Start of Block

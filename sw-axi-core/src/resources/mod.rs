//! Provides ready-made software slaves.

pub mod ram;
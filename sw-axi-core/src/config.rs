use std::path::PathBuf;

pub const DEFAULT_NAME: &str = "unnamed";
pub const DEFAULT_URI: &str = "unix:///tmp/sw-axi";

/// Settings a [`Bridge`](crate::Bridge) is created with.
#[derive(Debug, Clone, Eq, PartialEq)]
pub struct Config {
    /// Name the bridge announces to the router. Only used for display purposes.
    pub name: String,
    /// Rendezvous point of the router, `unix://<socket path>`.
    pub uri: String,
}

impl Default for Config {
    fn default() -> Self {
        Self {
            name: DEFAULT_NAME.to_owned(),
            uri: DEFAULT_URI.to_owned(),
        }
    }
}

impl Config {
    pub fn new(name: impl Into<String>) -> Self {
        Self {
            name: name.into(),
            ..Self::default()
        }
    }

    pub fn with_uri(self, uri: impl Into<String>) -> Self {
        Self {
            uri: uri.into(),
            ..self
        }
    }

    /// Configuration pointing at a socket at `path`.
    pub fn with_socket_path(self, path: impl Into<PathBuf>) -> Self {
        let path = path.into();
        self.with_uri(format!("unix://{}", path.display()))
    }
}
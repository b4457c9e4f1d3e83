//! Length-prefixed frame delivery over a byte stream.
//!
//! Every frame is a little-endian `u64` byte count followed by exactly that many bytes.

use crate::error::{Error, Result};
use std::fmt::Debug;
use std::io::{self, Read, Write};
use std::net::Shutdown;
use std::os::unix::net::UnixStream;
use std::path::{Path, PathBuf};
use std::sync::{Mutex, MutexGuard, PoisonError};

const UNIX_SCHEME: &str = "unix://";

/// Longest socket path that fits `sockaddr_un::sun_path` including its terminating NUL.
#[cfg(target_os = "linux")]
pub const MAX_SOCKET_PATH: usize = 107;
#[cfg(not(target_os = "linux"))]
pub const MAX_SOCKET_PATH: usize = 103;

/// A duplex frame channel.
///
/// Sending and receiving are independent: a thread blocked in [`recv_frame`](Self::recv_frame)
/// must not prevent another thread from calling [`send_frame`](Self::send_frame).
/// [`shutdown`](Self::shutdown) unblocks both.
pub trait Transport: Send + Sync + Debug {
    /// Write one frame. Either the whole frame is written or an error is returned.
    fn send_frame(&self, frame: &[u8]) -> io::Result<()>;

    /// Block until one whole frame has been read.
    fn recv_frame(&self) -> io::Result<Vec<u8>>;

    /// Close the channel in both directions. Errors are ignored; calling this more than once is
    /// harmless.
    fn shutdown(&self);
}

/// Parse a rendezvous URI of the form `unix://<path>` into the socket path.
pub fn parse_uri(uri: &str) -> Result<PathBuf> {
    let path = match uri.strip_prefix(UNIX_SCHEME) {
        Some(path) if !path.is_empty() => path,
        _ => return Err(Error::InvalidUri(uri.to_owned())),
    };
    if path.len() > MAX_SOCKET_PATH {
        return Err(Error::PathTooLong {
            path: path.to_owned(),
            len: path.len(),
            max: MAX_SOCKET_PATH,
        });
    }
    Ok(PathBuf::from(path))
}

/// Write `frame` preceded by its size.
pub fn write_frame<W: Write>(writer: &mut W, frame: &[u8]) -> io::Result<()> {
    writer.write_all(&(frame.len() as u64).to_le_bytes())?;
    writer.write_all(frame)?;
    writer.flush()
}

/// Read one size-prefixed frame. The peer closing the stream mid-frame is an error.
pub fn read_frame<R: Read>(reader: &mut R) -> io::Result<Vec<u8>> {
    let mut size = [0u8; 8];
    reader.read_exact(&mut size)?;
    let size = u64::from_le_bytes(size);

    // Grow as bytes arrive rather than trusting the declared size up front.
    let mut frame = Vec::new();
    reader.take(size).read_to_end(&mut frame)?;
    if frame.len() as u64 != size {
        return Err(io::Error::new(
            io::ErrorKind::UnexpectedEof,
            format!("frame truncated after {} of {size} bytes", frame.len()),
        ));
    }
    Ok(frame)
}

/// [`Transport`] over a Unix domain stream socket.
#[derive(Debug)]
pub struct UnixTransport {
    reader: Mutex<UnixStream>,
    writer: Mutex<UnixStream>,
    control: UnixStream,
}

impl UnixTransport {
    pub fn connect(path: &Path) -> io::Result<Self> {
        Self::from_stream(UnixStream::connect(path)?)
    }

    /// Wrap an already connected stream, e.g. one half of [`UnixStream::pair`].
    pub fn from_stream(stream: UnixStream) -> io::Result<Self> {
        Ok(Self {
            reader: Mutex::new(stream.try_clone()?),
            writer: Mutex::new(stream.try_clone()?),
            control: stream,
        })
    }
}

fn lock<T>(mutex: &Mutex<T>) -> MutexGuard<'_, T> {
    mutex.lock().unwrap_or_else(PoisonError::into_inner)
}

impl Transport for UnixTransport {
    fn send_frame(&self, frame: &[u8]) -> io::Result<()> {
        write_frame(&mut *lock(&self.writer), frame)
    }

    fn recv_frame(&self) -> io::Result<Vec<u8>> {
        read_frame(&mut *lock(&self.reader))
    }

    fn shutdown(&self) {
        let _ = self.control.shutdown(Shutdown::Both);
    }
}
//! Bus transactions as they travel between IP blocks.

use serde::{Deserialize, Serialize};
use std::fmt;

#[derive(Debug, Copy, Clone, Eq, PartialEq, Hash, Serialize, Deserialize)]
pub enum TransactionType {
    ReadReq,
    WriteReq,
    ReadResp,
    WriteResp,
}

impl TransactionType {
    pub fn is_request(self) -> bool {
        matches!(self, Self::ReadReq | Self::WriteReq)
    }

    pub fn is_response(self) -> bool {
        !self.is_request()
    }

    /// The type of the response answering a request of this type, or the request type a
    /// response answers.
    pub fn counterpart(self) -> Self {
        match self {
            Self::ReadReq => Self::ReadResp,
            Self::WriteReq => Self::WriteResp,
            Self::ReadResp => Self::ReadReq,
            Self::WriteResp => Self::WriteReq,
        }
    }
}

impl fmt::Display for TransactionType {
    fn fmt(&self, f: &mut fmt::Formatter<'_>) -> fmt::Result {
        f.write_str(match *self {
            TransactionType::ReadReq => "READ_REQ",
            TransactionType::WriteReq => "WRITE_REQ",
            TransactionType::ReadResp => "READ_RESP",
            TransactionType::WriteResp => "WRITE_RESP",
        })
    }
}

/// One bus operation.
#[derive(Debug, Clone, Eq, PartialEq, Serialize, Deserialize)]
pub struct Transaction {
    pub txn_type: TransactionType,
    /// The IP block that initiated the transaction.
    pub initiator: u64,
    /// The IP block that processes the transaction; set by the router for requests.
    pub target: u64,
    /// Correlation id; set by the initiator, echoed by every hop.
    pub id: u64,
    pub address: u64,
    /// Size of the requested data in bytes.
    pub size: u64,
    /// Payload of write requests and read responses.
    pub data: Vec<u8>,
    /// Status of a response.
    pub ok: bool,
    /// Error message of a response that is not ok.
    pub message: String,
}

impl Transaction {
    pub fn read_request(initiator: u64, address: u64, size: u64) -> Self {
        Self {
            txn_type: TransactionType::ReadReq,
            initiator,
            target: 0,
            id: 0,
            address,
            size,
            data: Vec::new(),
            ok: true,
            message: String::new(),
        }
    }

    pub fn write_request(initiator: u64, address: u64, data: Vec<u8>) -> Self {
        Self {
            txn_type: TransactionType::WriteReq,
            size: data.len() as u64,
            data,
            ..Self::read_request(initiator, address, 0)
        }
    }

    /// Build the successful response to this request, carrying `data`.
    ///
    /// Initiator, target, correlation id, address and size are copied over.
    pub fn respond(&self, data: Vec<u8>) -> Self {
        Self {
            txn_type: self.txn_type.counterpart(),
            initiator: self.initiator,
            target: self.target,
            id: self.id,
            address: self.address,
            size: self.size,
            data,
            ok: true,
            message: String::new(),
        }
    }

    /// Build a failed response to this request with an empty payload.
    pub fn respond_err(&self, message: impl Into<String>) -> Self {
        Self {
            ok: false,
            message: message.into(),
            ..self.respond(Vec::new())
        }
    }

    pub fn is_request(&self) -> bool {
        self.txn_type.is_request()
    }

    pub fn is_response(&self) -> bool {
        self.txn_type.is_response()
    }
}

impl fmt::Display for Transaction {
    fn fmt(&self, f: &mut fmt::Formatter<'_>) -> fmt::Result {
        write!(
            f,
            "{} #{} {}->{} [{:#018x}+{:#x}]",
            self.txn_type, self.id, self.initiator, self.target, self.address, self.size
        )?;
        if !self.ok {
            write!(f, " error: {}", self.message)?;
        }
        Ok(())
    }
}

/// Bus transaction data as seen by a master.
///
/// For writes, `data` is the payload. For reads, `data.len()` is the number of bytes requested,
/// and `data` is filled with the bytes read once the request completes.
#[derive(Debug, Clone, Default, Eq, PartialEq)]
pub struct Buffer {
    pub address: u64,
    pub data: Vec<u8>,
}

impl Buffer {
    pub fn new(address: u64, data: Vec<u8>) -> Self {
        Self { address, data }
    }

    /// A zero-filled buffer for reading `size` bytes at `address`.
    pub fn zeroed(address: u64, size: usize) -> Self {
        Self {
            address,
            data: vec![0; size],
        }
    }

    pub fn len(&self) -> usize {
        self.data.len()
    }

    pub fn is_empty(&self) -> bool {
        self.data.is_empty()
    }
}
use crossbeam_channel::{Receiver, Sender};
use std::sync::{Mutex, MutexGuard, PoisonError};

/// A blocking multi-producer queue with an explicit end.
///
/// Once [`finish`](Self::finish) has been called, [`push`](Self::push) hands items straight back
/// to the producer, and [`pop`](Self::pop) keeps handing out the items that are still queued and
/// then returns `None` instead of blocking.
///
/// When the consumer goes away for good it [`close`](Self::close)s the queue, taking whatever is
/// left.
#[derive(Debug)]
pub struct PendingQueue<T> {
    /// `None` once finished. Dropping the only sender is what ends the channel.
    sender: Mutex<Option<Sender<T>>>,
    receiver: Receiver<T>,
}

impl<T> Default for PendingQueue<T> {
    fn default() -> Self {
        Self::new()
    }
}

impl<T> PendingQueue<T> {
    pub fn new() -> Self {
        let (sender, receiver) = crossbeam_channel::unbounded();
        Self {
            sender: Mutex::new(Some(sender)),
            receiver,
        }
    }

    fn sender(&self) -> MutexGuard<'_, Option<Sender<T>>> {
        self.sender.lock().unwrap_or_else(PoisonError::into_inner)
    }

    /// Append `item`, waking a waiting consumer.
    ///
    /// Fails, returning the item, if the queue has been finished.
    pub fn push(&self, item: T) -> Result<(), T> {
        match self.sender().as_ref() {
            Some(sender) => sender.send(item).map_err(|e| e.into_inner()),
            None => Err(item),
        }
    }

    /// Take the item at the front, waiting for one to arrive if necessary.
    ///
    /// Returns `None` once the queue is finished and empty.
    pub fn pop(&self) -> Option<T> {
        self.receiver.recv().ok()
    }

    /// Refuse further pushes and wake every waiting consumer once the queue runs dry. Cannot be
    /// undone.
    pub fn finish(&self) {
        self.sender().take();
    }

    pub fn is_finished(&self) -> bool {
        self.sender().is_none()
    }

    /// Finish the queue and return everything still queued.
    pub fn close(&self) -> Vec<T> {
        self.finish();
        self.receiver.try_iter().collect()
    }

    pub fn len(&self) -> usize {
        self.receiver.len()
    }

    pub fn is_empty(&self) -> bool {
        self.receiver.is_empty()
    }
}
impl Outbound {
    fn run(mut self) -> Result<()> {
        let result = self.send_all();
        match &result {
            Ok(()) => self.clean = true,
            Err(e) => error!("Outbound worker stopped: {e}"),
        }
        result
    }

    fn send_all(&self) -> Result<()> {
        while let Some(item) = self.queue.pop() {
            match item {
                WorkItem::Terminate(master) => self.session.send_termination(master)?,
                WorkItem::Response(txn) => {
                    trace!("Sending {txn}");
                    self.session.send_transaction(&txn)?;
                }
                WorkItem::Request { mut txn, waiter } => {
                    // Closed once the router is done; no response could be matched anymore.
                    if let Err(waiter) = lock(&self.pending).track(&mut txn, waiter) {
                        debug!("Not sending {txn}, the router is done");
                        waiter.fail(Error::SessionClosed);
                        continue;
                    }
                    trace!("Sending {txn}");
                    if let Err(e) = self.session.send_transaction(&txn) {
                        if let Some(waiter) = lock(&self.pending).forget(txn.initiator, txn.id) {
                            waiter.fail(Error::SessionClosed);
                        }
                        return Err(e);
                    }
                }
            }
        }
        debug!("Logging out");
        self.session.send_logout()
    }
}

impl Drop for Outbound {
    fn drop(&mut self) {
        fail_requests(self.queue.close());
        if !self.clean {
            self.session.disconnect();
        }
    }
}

End of Block

▶ _EXERCISE GOAL_: Count up the lines in the entries above where the word "struct" appears, and give the figure with nothing added.

▶ _OUTPUT OF THE EXERCISE_: 5